A/B Testing comprises of a set of cycles that one must follow sequentially in order to arrive at a realistic conclusion. In this section, we will talk in detail the steps of A/B Testing process that you can use to run tests on any website page −
Background research plays a critical role in A/B Testing. The initial step is to discover out the bounce rate of the website. This can be possible with the help of several widely available background research tools like Google Analytics and others.
Data from Google Analytics can assist you to discover visitor behaviors on the websites. It is always advisable to collect enough data from the site. Try to discover the pages with low conversion rates or high drop-off rates that can be further improved. Additionally calculate the number of visitors per day that are required to run this test on the website.
The next step is to set your business or conversion goals, which will help in understanding what the objective is. When that is done, then you can discover the metrics that determine whether or not a new version is more successful than its original version.
Once goal and metrics have been set for A/B Testing. The next step is to discover ideas on how to improve the original version and how to make it better than the current version. Once you have a list of thoughts, prioritize them in terms of expected impact and trouble of implementation.

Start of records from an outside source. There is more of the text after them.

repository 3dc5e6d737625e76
//! services/api/src/adapters/description_llm.rs
//!
//! This module contains the adapter for the job-description LLM.
//! It implements the `DescriptionWriter` port from the `core` crate.

use async_openai::{
    config::Config,
    types::chat::{
        ChatCompletionRequestSystemMessageArgs, ChatCompletionRequestUserMessageArgs,
        CreateChatCompletionRequestArgs,
    },
    Client,
};
use async_trait::async_trait;
use portfolio_copilot_core::{
    domain::WorkEntry,
    ports::{DescriptionWriter, PortError, PortResult},
};

use crate::adapters::chat_llm::map_openai_error;

const SYSTEM_PROMPT: &str = "You write portfolio copy. Given a role, a company, a team and the \
technologies used, write a two or three sentence first-person description of the work. Respond \
with the description only, without a heading, quotes or bullet points.";

//=========================================================================================
// The Main Adapter Struct
//=========================================================================================

/// An adapter that implements `DescriptionWriter` using an OpenAI-compatible LLM.
#[derive(Clone)]
pub struct OpenAiDescriptionAdapter<C: Config> {
    client: Client<C>,
    model: String,
}

impl<C: Config> OpenAiDescriptionAdapter<C> {
    /// Creates a new `OpenAiDescriptionAdapter`.
    pub fn new(client: Client<C>, model: String) -> Self {
        Self { client, model }
    }
}

/// The user turn describing the entry.
pub fn describe_entry(entry: &WorkEntry) -> String {
    let mut prompt = format!("ROLE: {}\nCOMPANY: {}", entry.title, entry.company);
    if let Some(team) = entry.team_name.as_deref().filter(|t| !t.trim().is_empty()) {
        prompt.push_str(&format!("\nTEAM: {}", team));
    }
    if let Some(tech) = entry.technologies.as_deref().filter(|t| !t.trim().is_empty()) {
        prompt.push_str(&format!("\nTECHNOLOGIES: {}", tech));
    }
    prompt
}

//=========================================================================================
// `DescriptionWriter` Trait Implementation
//=========================================================================================

#[async_trait]
impl<C: Config> DescriptionWriter for OpenAiDescriptionAdapter<C> {
    async fn write_job_description(&self, entry: &WorkEntry) -> PortResult<String> {
        let messages = vec![
            ChatCompletionRequestSystemMessageArgs::default()
                .content(SYSTEM_PROMPT)
                .build()
                .map_err(|e| PortError::Unexpected(e.to_string()))?
                .into(),
            ChatCompletionRequestUserMessageArgs::default()
                .content(describe_entry(entry))
                .build()
                .map_err(|e| PortError::Unexpected(e.to_string()))?
                .into(),
        ];

        let request = CreateChatCompletionRequestArgs::default()
            .model(&self.model)
            .messages(messages)
            .n(1)
            .build()
            .map_err(|e| PortError::Unexpected(e.to_string()))?;

        let response = self
            .client
            .chat()
            .create(request)
            .await
            .map_err(map_openai_error)?;

        // Extract the text content from the first choice in the response.
        let content = response
            .choices
            .into_iter()
            .next()
            .and_then(|choice| choice.message.content)
            .map(|text| text.trim().to_string())
            .unwrap_or_default();
        if content.is_empty() {
            return Err(PortError::Upstream(
                "Description LLM response contained no text content.".to_string(),
            ));
        }
        Ok(content)
    }
}
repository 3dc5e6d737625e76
pub mod adapters;
pub mod config;
pub mod error;
pub mod web;
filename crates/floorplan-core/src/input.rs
//! Pointer and keyboard input as seen by the editor.

use kurbo::{Point, Vec2};
use serde::{Deserialize, Serialize};
use std::time::{Duration, Instant};

/// Mouse button identifiers.
#[derive(Debug, Clone, Copy, PartialEq, Eq, Hash, Serialize, Deserialize)]
pub enum MouseButton {
    Left,
    Right,
    Middle,
}

/// Modifier keys state.
#[derive(Debug, Clone, Copy, Default, PartialEq, Eq, Serialize, Deserialize)]
pub struct Modifiers {
    pub shift: bool,
    pub ctrl: bool,
    pub alt: bool,
    pub meta: bool,
}

impl Modifiers {
    pub const NONE: Modifiers = Modifiers {
        shift: false,
        ctrl: false,
        alt: false,
        meta: false,
    };

    pub const SHIFT: Modifiers = Modifiers {
        shift: true,
        ctrl: false,
        alt: false,
        meta: false,
    };

    /// Ctrl on most platforms, Cmd on macOS.
    pub fn command(&self) -> bool {
        self.ctrl || self.meta
    }
}

/// Pointer event in screen coordinates.
#[derive(Debug, Clone, Copy, PartialEq, Serialize, Deserialize)]
pub enum PointerEvent {
    Down {
        position: Point,
        button: MouseButton,
        modifiers: Modifiers,
        /// 1 for a single click, 2 for a double click.
        click_count: u8,
    },
    Up {
        position: Point,
        button: MouseButton,
    },
    Move {
        position: Point,
    },
    /// Wheel notches; negative `delta.y` scrolls up.
    Scroll {
        position: Point,
        delta: Vec2,
    },
}

impl PointerEvent {
    pub fn position(&self) -> Point {
        match self {
            PointerEvent::Down { position, .. }
            | PointerEvent::Up { position, .. }
            | PointerEvent::Move { position }
            | PointerEvent::Scroll { position, .. } => *position,
        }
    }
}

/// Keys the editor reacts to.
#[derive(Debug, Clone, Copy, PartialEq, Eq, Hash, Serialize, Deserialize)]
pub enum Key {
    Escape,
    Enter,
    Delete,
    Backspace,
    Character(char),
}

/// Double-click detection constants.
const DOUBLE_CLICK_TIME: Duration = Duration::from_millis(500);
const DOUBLE_CLICK_DISTANCE: f64 = 5.0;

/// Derives click counts for hosts that only report raw presses.
#[derive(Debug, Clone, Default)]
pub struct ClickTracker {
    last_click: Option<(Instant, Point)>,
}

impl ClickTracker {
    pub fn new() -> Self {
        Self::default()
    }

    /// Register a primary-button press and return its click count.
    ///
    /// A press within 500 ms and 5 px of the previous one counts as a double
    /// click. The tracker then resets so a third press starts over.
    pub fn register(&mut self, position: Point, now: Instant) -> u8 {
        if let Some((last_time, last_pos)) = self.last_click {
            let elapsed = now.saturating_duration_since(last_time);
            if elapsed < DOUBLE_CLICK_TIME && position.distance(last_pos) < DOUBLE_CLICK_DISTANCE {
                self.last_click = None;
                return 2;
            }
        }
        self.last_click = Some((now, position));
        1
    }

    pub fn reset(&mut self) {
        self.last_click = None;
    }
}
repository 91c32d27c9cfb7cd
//! API errors and their HTTP mapping.

use axum::Json;
use axum::extract::rejection::JsonRejection;
use axum::http::StatusCode;
use axum::response::{IntoResponse, Response};
use serde_json::json;
use thiserror::Error;

#[derive(Debug, Clone, PartialEq, Eq, Error)]
pub enum ApiError {
    #[error("{0}")]
    Validation(String),
    #[error("{0}")]
    Unauthorized(String),
    #[error("{0}")]
    NotFound(String),
}

pub type ApiResult<T> = Result<T, ApiError>;

impl ApiError {
    pub fn status(&self) -> StatusCode {
        match self {
            ApiError::Validation(_) => StatusCode::BAD_REQUEST,
            ApiError::Unauthorized(_) => StatusCode::UNAUTHORIZED,
            ApiError::NotFound(_) => StatusCode::NOT_FOUND,
        }
    }
}

impl IntoResponse for ApiError {
    fn into_response(self) -> Response {
        tracing::debug!(status = %self.status(), msg = %self, "request rejected");
        (self.status(), Json(json!({ "msg": self.to_string() }))).into_response()
    }
}

/// Malformed bodies, including missing required fields, are validation errors.
impl From<JsonRejection> for ApiError {
    fn from(rejection: JsonRejection) -> Self {
        ApiError::Validation(rejection.body_text())
    }
}

#[cfg(test)]
mod tests {
    use super::*;

    #[test]
    fn test_status_mapping() {
        assert_eq!(ApiError::Validation("Title is required".into()).status(), StatusCode::BAD_REQUEST);
        assert_eq!(ApiError::Unauthorized("no".into()).status(), StatusCode::UNAUTHORIZED);
        assert_eq!(ApiError::NotFound("Drawing not found".into()).status(), StatusCode::NOT_FOUND);
    }

    #[test]
    fn test_response_status() {
        let response = ApiError::NotFound("Element not found".into()).into_response();
        assert_eq!(response.status(), StatusCode::NOT_FOUND);
    }
}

For example, one of the most effective thing is to add pictures to a site, which will help in decreasing the bounce rate to some extent.
There are many A/B Testing tools in the market that has a visual editor to make these changes successfully. The key decision to perform A/B Testing successfully is by selecting the correct tool. Some of the most commonly available tools are −
There are various types of variations that can be applied to an object like using bullets, changing numbering of the key elements, changing the font and color, etc.
Present all the variations of your site or applications to the visitors. Their actions will be monitored for each and every variation. Besides, this visitor interaction for every variation is measured and compared to determine how a particular variation performs.
Once this experiment is finished, the next step is to analyze the results. A/B Testing tool will present the data from the experiment and will disclose you the difference between the performance and efficiency of various versions of a website page. It will also show if there is a important difference between variations with the help of mathematical methods and statistics.
For example, if the pictures on the website page have reduced the bounce rate, you can add in more pictures to increase the conversion. If you see no change in bounce rate because of this, return to the previous step to create a new hypothesis/variation to perform a new test.